(Saved entries)
# # #

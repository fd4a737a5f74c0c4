//! Vault command handlers.

use anyhow::{bail, Result};
use serde_json::Value;

use raido::config::Settings;
use raido::storage::ActivityStore;
use raido::vault::{Vault, VaultBackup};

use super::VaultAction;

pub(crate) async fn cmd_vault(action: VaultAction) -> Result<()> {
    let settings = Settings::from_env()?;
    settings.ensure_dirs()?;

    match action {
        VaultAction::List => {
            let vault = Vault::open(&settings.data_dir)?;
            if vault.is_empty() {
                println!("Vault is empty.");
            } else {
                println!("Stored credentials:");
                for key in vault.keys() {
                    println!("  - {}", key);
                }
            }
        }
        VaultAction::Set { key, value } => {
            let mut vault = Vault::open(&settings.data_dir)?;
            // Accept structured values; fall back to a plain string.
            let value: Value =
                serde_json::from_str(&value).unwrap_or_else(|_| Value::String(value));
            vault.store(&key, &value)?;

            let store = ActivityStore::open(&settings.database_path)?;
            store.register_credential(&key, None, None).await?;
            println!("Stored credential '{}'.", key);
        }
        VaultAction::Get { key } => {
            let vault = Vault::open(&settings.data_dir)?;
            let value = vault.get(&key)?;

            let store = ActivityStore::open(&settings.database_path)?;
            store.touch_credential(&key).await?;
            println!("{}", serde_json::to_string_pretty(&value)?);
        }
        VaultAction::Delete { key } => {
            let mut vault = Vault::open(&settings.data_dir)?;
            if vault.delete(&key)? {
                println!("Deleted credential '{}'.", key);
            } else {
                bail!("No credential stored under '{}'", key);
            }
        }
        VaultAction::Backup => {
            let backup = VaultBackup::new(settings.data_dir.clone(), settings.vault_backup_dir());
            let stem = backup.create()?;
            println!("Backup written: {}", stem.display());
        }
        VaultAction::Restore { stem } => {
            let backup = VaultBackup::new(settings.data_dir.clone(), settings.vault_backup_dir());
            backup.restore(&stem)?;
            println!("Vault restored from {}", stem.display());
        }
        VaultAction::Backups => {
            let backup = VaultBackup::new(settings.data_dir.clone(), settings.vault_backup_dir());
            let backups = backup.list()?;
            if backups.is_empty() {
                println!("No backups found.");
            } else {
                println!("Vault backups:");
                for info in backups {
                    println!(
                        "  {}  {} credentials  (v{})  {}",
                        info.timestamp,
                        info.entries,
                        info.version,
                        info.stem.display()
                    );
                }
            }
        }
    }
    Ok(())
}
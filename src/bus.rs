//! Message envelope and the inter-agent broker.
//!
//! The broker is a single-subscriber-per-key dispatch table: each receiver id
//! maps to exactly one handler, `publish` invokes that handler inline and
//! returns its response. There is no queuing, no retry and no backpressure —
//! delivery to an unknown receiver is a no-op that returns `None`.

use std::collections::HashMap;
use std::sync::Arc;

use async_trait::async_trait;
use chrono::{DateTime, Utc};
use serde::{Deserialize, Serialize};
use serde_json::Value;
use tokio::sync::RwLock;
use tracing::debug;
use uuid::Uuid;

use crate::error::Result;

/// Coarse message category carried in the envelope.
#[derive(Debug, Clone, Copy, Default, PartialEq, Eq, Serialize, Deserialize)]
#[serde(rename_all = "snake_case")]
pub enum MessageKind {
    #[default]
    Text,
    Command,
    Event,
}

/// A message exchanged between agents.
#[derive(Debug, Clone, Serialize, Deserialize)]
pub struct Message {
    pub id: Uuid,
    pub sender: String,
    pub receiver: String,
    pub content: Value,
    #[serde(default)]
    pub kind: MessageKind,
    pub timestamp: DateTime<Utc>,
    #[serde(default, skip_serializing_if = "Option::is_none")]
    pub metadata: Option<Value>,
}

impl Message {
    /// Create a text message with a fresh id and the current timestamp.
    pub fn new(sender: impl Into<String>, receiver: impl Into<String>, content: Value) -> Self {
        Self {
            id: Uuid::new_v4(),
            sender: sender.into(),
            receiver: receiver.into(),
            content,
            kind: MessageKind::Text,
            timestamp: Utc::now(),
            metadata: None,
        }
    }

    /// Override the message kind.
    pub fn with_kind(mut self, kind: MessageKind) -> Self {
        self.kind = kind;
        self
    }

    /// Attach metadata to the envelope.
    pub fn with_metadata(mut self, metadata: Value) -> Self {
        self.metadata = Some(metadata);
        self
    }

    /// The prompt text carried by this message.
    ///
    /// Accepts either a bare JSON string or an object with a string `content`
    /// field; anything else is rendered as compact JSON so handlers always get
    /// *something* to work with.
    pub fn text(&self) -> String {
        match &self.content {
            Value::String(s) => s.clone(),
            Value::Object(map) => match map.get("content").and_then(Value::as_str) {
                Some(s) => s.to_string(),
                None => self.content.to_string(),
            },
            other => other.to_string(),
        }
    }
}

/// Receiver side of the broker.
#[async_trait]
pub trait MessageHandler: Send + Sync {
    /// Process a delivered message and produce a response value.
    async fn handle(&self, message: Message) -> Result<Value>;
}

/// Routes messages to the handler registered under the receiver id.
#[derive(Default)]
pub struct MessageBroker {
    subscribers: RwLock<HashMap<String, Arc<dyn MessageHandler>>>,
}

impl MessageBroker {
    pub fn new() -> Self {
        Self::default()
    }

    /// Register a handler for a receiver id, replacing any previous one.
    pub async fn subscribe(&self, receiver_id: impl Into<String>, handler: Arc<dyn MessageHandler>) {
        let receiver_id = receiver_id.into();
        debug!(receiver = %receiver_id, "Broker subscription added");
        self.subscribers.write().await.insert(receiver_id, handler);
    }

    /// Remove the handler for a receiver id. Returns `true` if one existed.
    pub async fn unsubscribe(&self, receiver_id: &str) -> bool {
        self.subscribers.write().await.remove(receiver_id).is_some()
    }

    /// Deliver a message to its receiver's handler.
    ///
    /// Returns the handler's response, or `Ok(None)` when nobody is subscribed
    /// under `message.receiver`. Handler failures propagate to the caller.
    pub async fn publish(&self, message: Message) -> Result<Option<Value>> {
        let handler = {
            let subscribers = self.subscribers.read().await;
            subscribers.get(&message.receiver).cloned()
        };
        match handler {
            Some(handler) => {
                let response = handler.handle(message).await?;
                Ok(Some(response))
            }
            None => {
                debug!(receiver = %message.receiver, "Dropping message with no subscriber");
                Ok(None)
            }
        }
    }

    /// Number of registered subscribers.
    pub async fn subscriber_count(&self) -> usize {
        self.subscribers.read().await.len()
    }

    /// Whether a receiver id has a handler registered.
    pub async fn is_subscribed(&self, receiver_id: &str) -> bool {
        self.subscribers.read().await.contains_key(receiver_id)
    }
}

# # #

# WHAT THE EXERCISE ASKS
Work out how many lines in the entries hold the string "RwLock". Your answer should consist solely of that number.

# RESULT OF THE TASK
2